Study on the Change Law of Transverse Ultrasonic Velocity in a High Temperature Material
Published in Research in Nondestructive Evaluation, 2021
Yang Zheng, Zheng Li, Jinjie Zhou, Zongjian Zhang
Techniques based on the pulse-echo method for measuring the transverse ultrasonic velocity in high-temperature materials include piezoelectric ultrasound, laser ultrasound, and electromagnetic ultrasound. The limitation of piezoelectric ultrasound at high temperatures is mainly the influence of piezoelectric materials properties, such as depolarization, lower piezoelectric coefficient, resistivity characteristics [5–8]. Although current studies have shown that there are materials used at 1000°C, such as single-crystal lithium niobate [9], the most significant disadvantage concerning use of piezoelectric transducers corresponds to their requirement of couplant for acoustic-impedance matching, which becomes problematic at high temperatures. Cause couplant are difficult to apply and easily vaporize. In order to use piezoelectric transducers at higher temperatures, transducers can be installed on a waveguide bar [10,11]. However, effective installation of the waveguide bar requires it to be welded or clamped to the transducer, thereby causing nonuniform propagation of ultrasonic waves within the welded/clamped part.

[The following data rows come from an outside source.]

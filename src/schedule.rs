//! Payoff schedule records and their aggregation.

use crate::account::{Account, AppliedPayment};
use crate::money::Money;
use serde::Serialize;

/// One account's share of a simulated month.
#[derive(Debug, Clone, PartialEq, Eq, Serialize)]
pub struct CardPayment {
    pub card_id: Option<String>,
    pub card_name: String,
    pub payment: Money,
    pub interest_paid: Money,
    pub principal_paid: Money,
    pub remaining_balance: Money,
}

impl CardPayment {
    /// Snapshots an account right after a payment was applied to it.
    pub fn record(account: &Account, applied: AppliedPayment) -> Self {
        CardPayment {
            card_id: account.id.clone(),
            card_name: account.name.clone(),
            payment: applied.amount,
            interest_paid: applied.interest,
            principal_paid: applied.principal,
            remaining_balance: account.balance,
        }
    }
}

/// The result of one simulated month.
#[derive(Debug, Clone, PartialEq, Eq, Serialize)]
pub struct PaymentStep {
    /// 1-based month index.
    pub month: u32,

    /// Accounts active at the start of the month, in input order.
    pub card_payments: Vec<CardPayment>,

    pub total_payment: Money,

    /// Sum of all balances after this month's payments.
    pub remaining_debt: Money,
}

impl PaymentStep {
    /// Interest collected across all accounts this month.
    pub fn total_interest(&self) -> Money {
        self.card_payments.iter().map(|p| p.interest_paid).sum()
    }

    /// Principal retired across all accounts this month.
    pub fn total_principal(&self) -> Money {
        self.card_payments.iter().map(|p| p.principal_paid).sum()
    }
}

/// Lifetime totals for a single account.
#[derive(Debug, Clone, PartialEq, Eq, Serialize)]
pub struct CardSummary {
    pub card_id: Option<String>,
    pub card_name: String,

    /// Month in which the balance reached zero; `0` if it started at zero.
    pub payoff_month: u32,

    pub interest_paid: Money,
    pub total_paid: Money,
}

/// A completed payoff schedule.
#[derive(Debug, Clone, PartialEq, Eq, Serialize)]
pub struct ScheduleResult {
    pub total_months: u32,
    pub total_interest_paid: Money,
    pub total_amount_paid: Money,
    pub monthly_breakdown: Vec<PaymentStep>,

    /// One entry per input account, in input order.
    pub card_summaries: Vec<CardSummary>,
}

/// Both strategies simulated over the same accounts and budget.
#[derive(Debug, Clone, PartialEq, Eq, Serialize)]
pub struct StrategyComparison {
    pub avalanche: ScheduleResult,
    pub snowball: ScheduleResult,

    /// Snowball interest minus avalanche interest.
    pub interest_saved: Money,

    /// Snowball months minus avalanche months.
    pub months_difference: i64,
}

impl StrategyComparison {
    pub fn new(avalanche: ScheduleResult, snowball: ScheduleResult) -> Self {
        let interest_saved = snowball.total_interest_paid - avalanche.total_interest_paid;
        let months_difference = i64::from(snowball.total_months) - i64::from(avalanche.total_months);
        StrategyComparison {
            avalanche,
            snowball,
            interest_saved,
            months_difference,
        }
    }
}

/// Accumulates monthly steps into a [`ScheduleResult`].
///
/// Totals are summed from the per-account cent amounts already recorded in
/// each step, so no rounding happens here.
#[derive(Debug)]
pub struct ScheduleBuilder {
    steps: Vec<PaymentStep>,
    summaries: Vec<CardSummary>,
    total_interest: Money,
    total_paid: Money,
}

impl ScheduleBuilder {
    /// Starts a schedule for the given accounts, indexed by input position.
    pub fn new(accounts: &[Account]) -> Self {
        let summaries = accounts
            .iter()
            .map(|account| CardSummary {
                card_id: account.id.clone(),
                card_name: account.name.clone(),
                payoff_month: 0,
                interest_paid: Money::ZERO,
                total_paid: Money::ZERO,
            })
            .collect();

        ScheduleBuilder {
            steps: Vec::new(),
            summaries,
            total_interest: Money::ZERO,
            total_paid: Money::ZERO,
        }
    }

    /// Number of months recorded so far.
    pub fn months(&self) -> u32 {
        self.steps.len() as u32
    }

    /// Records one month.
    ///
    /// `payments` pairs each account's input position with its payment.
    pub fn record(&mut self, month: u32, payments: Vec<(usize, CardPayment)>) -> &PaymentStep {
        let mut card_payments = Vec::with_capacity(payments.len());
        let mut total_payment = Money::ZERO;

        for (position, payment) in payments {
            let summary = &mut self.summaries[position];
            summary.interest_paid += payment.interest_paid;
            summary.total_paid += payment.payment;
            if payment.remaining_balance.is_zero() {
                summary.payoff_month = month;
            }

            self.total_interest += payment.interest_paid;
            total_payment += payment.payment;
            card_payments.push(payment);
        }

        self.total_paid += total_payment;

        // Accounts paid off before this month carry no balance.
        let remaining_debt = card_payments.iter().map(|p| p.remaining_balance).sum();
        self.steps.push(PaymentStep {
            month,
            card_payments,
            total_payment,
            remaining_debt,
        });

        &self.steps[self.steps.len() - 1]
    }

    /// Finishes a completed schedule.
    pub fn finish(self) -> ScheduleResult {
        ScheduleResult {
            total_months: self.months(),
            total_interest_paid: self.total_interest,
            total_amount_paid: self.total_paid,
            monthly_breakdown: self.steps,
            card_summaries: self.summaries,
        }
    }
}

In addition, the transverse ultrasonic velocity within the waveguide comprises two parts – acoustic velocities in the material and that in the waveguide structure – which may lead to the complexity of signal processing. Laser ultrasound is widely used. This method can be used to measure thicknesses of high-temperature materials, complex shapes imaging [12], and tiny specimens [13–15]. But the laser-ultrasound system is expensive and complex. Comparing with the above two techniques, electromagnetic acoustic transducer (EMAT) has the advantages of non-contact and couplant-free operation along with low demand for the specimen surface area [16–18]. More recently, this method has been widely employed in high-temperature-thickness measurement and flaw detection applications [19–21].